=== Begin Enclosure ===

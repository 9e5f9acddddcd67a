use site_config::SiteConfig;

use crate::cli::{Commands, GlobalFlags};
use crate::commands;
use crate::context::AppContext;

/// Route a parsed command to its handler.
pub fn dispatch(command: Commands, config: &SiteConfig, flags: &GlobalFlags) -> anyhow::Result<()> {
    match command {
        Commands::List(args) => {
            let ctx = AppContext::load(config, &args.data)?;
            commands::list::handle(&ctx, flags)
        }
        Commands::Sections(args) => {
            let ctx = AppContext::load(config, &args.data.data)?;
            commands::sections::handle(&args.id, &ctx, flags)
        }
        Commands::Edit(args) => {
            let mut ctx = AppContext::load(config, &args.data.data)?;
            commands::edit::handle(&args, &mut ctx, flags)
        }
        Commands::Blogs(args) => commands::blogs::handle(&args, config, flags),
    }
}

=== End Enclosure ===

Task brief:
Repeat back the data above, exact to the last character.

Answer box:
repository 9e5f9acddddcd67a
use site_config::SiteConfig;

use crate::cli::{Commands, GlobalFlags};
use crate::commands;
use crate::context::AppContext;

/// Route a parsed command to its handler.
pub fn dispatch(command: Commands, config: &SiteConfig, flags: &GlobalFlags) -> anyhow::Result<()> {
    match command {
        Commands::List(args) => {
            let ctx = AppContext::load(config, &args.data)?;
            commands::list::handle(&ctx, flags)
        }
        Commands::Sections(args) => {
            let ctx = AppContext::load(config, &args.data.data)?;
            commands::sections::handle(&args.id, &ctx, flags)
        }
        Commands::Edit(args) => {
            let mut ctx = AppContext::load(config, &args.data.data)?;
            commands::edit::handle(&args, &mut ctx, flags)
        }
        Commands::Blogs(args) => commands::blogs::handle(&args, config, flags),
    }
}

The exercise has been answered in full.